[Collected data]
________________________________________
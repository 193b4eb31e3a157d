use std::{collections::HashMap, sync::Arc};

use async_trait::async_trait;
use k8s_openapi::api::core::v1::Secret;
use kube::{
    config::{KubeConfigOptions, Kubeconfig},
    Api, Client, Config, ResourceExt,
};
use tokio::sync::RwLock;
use tracing::{debug, info};

use crate::{api::plan::Plan, store::{KubeStore, ObjectStore}};

use super::{ResolveError, ResolveResult};

/// Key holding the kubeconfig document in a cluster secret.
pub static KUBECONFIG_KEY: &str = "value";

/// Gives access to the objects of a downstream cluster.
#[async_trait]
pub trait ClusterResolver: Send + Sync {
    type Store: ObjectStore<Plan>;

    async fn resolve(&self, cluster_id: &str) -> ResolveResult<Self::Store>;
}

/// Builds downstream clients from `<cluster>-kubeconfig` secrets.
///
/// Clients are reused until the secret's resource version changes.
#[derive(Clone)]
pub struct KubeconfigSecretResolver {
    client: Client,
    namespace: String,
    cache: Arc<RwLock<HashMap<String, (String, KubeStore)>>>,
}

impl KubeconfigSecretResolver {
    pub fn new(client: Client, namespace: impl Into<String>) -> Self {
        Self {
            client,
            namespace: namespace.into(),
            cache: Default::default(),
        }
    }

    fn secret_name(cluster_id: &str) -> String {
        format!("{cluster_id}-kubeconfig")
    }

    /// Picks the store for `cluster_id` given its current secret.
    ///
    /// A missing secret drops the cached client. A changed resource version
    /// rebuilds it.
    async fn store_for(&self, cluster_id: &str, secret: Option<Secret>) -> ResolveResult<KubeStore> {
        let Some(secret) = secret else {
            if self.cache.write().await.remove(cluster_id).is_some() {
                debug!(cluster_id, "Dropped downstream client");
            }
            return Err(ResolveError::ClusterNotFound(cluster_id.to_string()));
        };
        let version = secret.resource_version().unwrap_or_default();

        if let Some((cached, store)) = self.cache.read().await.get(cluster_id) {
            if *cached == version {
                debug!(cluster_id, "Reusing downstream client");
                return Ok(store.clone());
            }
        }

        let store = connect(cluster_id, &secret).await?;
        self.cache
            .write()
            .await
            .insert(cluster_id.to_string(), (version, store.clone()));
        Ok(store)
    }
}

/// Parses the kubeconfig stored under [`KUBECONFIG_KEY`].
pub(crate) fn kubeconfig_of(cluster_id: &str, secret: &Secret) -> ResolveResult<Kubeconfig> {
    let raw = secret
        .data
        .as_ref()
        .and_then(|data| data.get(KUBECONFIG_KEY))
        .ok_or_else(|| ResolveError::MissingKubeconfig(cluster_id.to_string()))?;

    Ok(Kubeconfig::from_yaml(&String::from_utf8_lossy(&raw.0))?)
}

async fn connect(cluster_id: &str, secret: &Secret) -> ResolveResult<KubeStore> {
    let kubeconfig = kubeconfig_of(cluster_id, secret)?;
    let config = Config::from_custom_kubeconfig(kubeconfig, &KubeConfigOptions::default()).await?;
    let client = Client::try_from(config).map_err(ResolveError::Client)?;

    info!(cluster_id, "Connected to downstream cluster");
    Ok(KubeStore::new(client))
}

#[async_trait]
impl ClusterResolver for KubeconfigSecretResolver {
    type Store = KubeStore;

    async fn resolve(&self, cluster_id: &str) -> ResolveResult<KubeStore> {
        let secrets: Api<Secret> = Api::namespaced(self.client.clone(), &self.namespace);
        let secret = secrets
            .get_opt(&Self::secret_name(cluster_id))
            .await
            .map_err(ResolveError::SecretLookup)?;

        self.store_for(cluster_id, secret).await
    }
}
________________________________________
### Task item
The required result is a verbatim copy of all the entries.

### Task answer
repository 193b4eb31e3a157d
use std::{collections::HashMap, sync::Arc};

use async_trait::async_trait;
use k8s_openapi::api::core::v1::Secret;
use kube::{
    config::{KubeConfigOptions, Kubeconfig},
    Api, Client, Config, ResourceExt,
};
use tokio::sync::RwLock;
use tracing::{debug, info};

use crate::{api::plan::Plan, store::{KubeStore, ObjectStore}};

use super::{ResolveError, ResolveResult};

/// Key holding the kubeconfig document in a cluster secret.
pub static KUBECONFIG_KEY: &str = "value";

/// Gives access to the objects of a downstream cluster.
#[async_trait]
pub trait ClusterResolver: Send + Sync {
    type Store: ObjectStore<Plan>;

    async fn resolve(&self, cluster_id: &str) -> ResolveResult<Self::Store>;
}

/// Builds downstream clients from `<cluster>-kubeconfig` secrets.
///
/// Clients are reused until the secret's resource version changes.
#[derive(Clone)]
pub struct KubeconfigSecretResolver {
    client: Client,
    namespace: String,
    cache: Arc<RwLock<HashMap<String, (String, KubeStore)>>>,
}

impl KubeconfigSecretResolver {
    pub fn new(client: Client, namespace: impl Into<String>) -> Self {
        Self {
            client,
            namespace: namespace.into(),
            cache: Default::default(),
        }
    }

    fn secret_name(cluster_id: &str) -> String {
        format!("{cluster_id}-kubeconfig")
    }

    /// Picks the store for `cluster_id` given its current secret.
    ///
    /// A missing secret drops the cached client. A changed resource version
    /// rebuilds it.
    async fn store_for(&self, cluster_id: &str, secret: Option<Secret>) -> ResolveResult<KubeStore> {
        let Some(secret) = secret else {
            if self.cache.write().await.remove(cluster_id).is_some() {
                debug!(cluster_id, "Dropped downstream client");
            }
            return Err(ResolveError::ClusterNotFound(cluster_id.to_string()));
        };
        let version = secret.resource_version().unwrap_or_default();

        if let Some((cached, store)) = self.cache.read().await.get(cluster_id) {
            if *cached == version {
                debug!(cluster_id, "Reusing downstream client");
                return Ok(store.clone());
            }
        }

        let store = connect(cluster_id, &secret).await?;
        self.cache
            .write()
            .await
            .insert(cluster_id.to_string(), (version, store.clone()));
        Ok(store)
    }
}

/// Parses the kubeconfig stored under [`KUBECONFIG_KEY`].
pub(crate) fn kubeconfig_of(cluster_id: &str, secret: &Secret) -> ResolveResult<Kubeconfig> {
    let raw = secret
        .data
        .as_ref()
        .and_then(|data| data.get(KUBECONFIG_KEY))
        .ok_or_else(|| ResolveError::MissingKubeconfig(cluster_id.to_string()))?;

    Ok(Kubeconfig::from_yaml(&String::from_utf8_lossy(&raw.0))?)
}

async fn connect(cluster_id: &str, secret: &Secret) -> ResolveResult<KubeStore> {
    let kubeconfig = kubeconfig_of(cluster_id, secret)?;
    let config = Config::from_custom_kubeconfig(kubeconfig, &KubeConfigOptions::default()).await?;
    let client = Client::try_from(config).map_err(ResolveError::Client)?;

    info!(cluster_id, "Connected to downstream cluster");
    Ok(KubeStore::new(client))
}

#[async_trait]
impl ClusterResolver for KubeconfigSecretResolver {
    type Store = KubeStore;

    async fn resolve(&self, cluster_id: &str) -> ResolveResult<KubeStore> {
        let secrets: Api<Secret> = Api::namespaced(self.client.clone(), &self.namespace);
        let secret = secrets
            .get_opt(&Self::secret_name(cluster_id))
            .await
            .map_err(ResolveError::SecretLookup)?;

        self.store_for(cluster_id, secret).await
    }
}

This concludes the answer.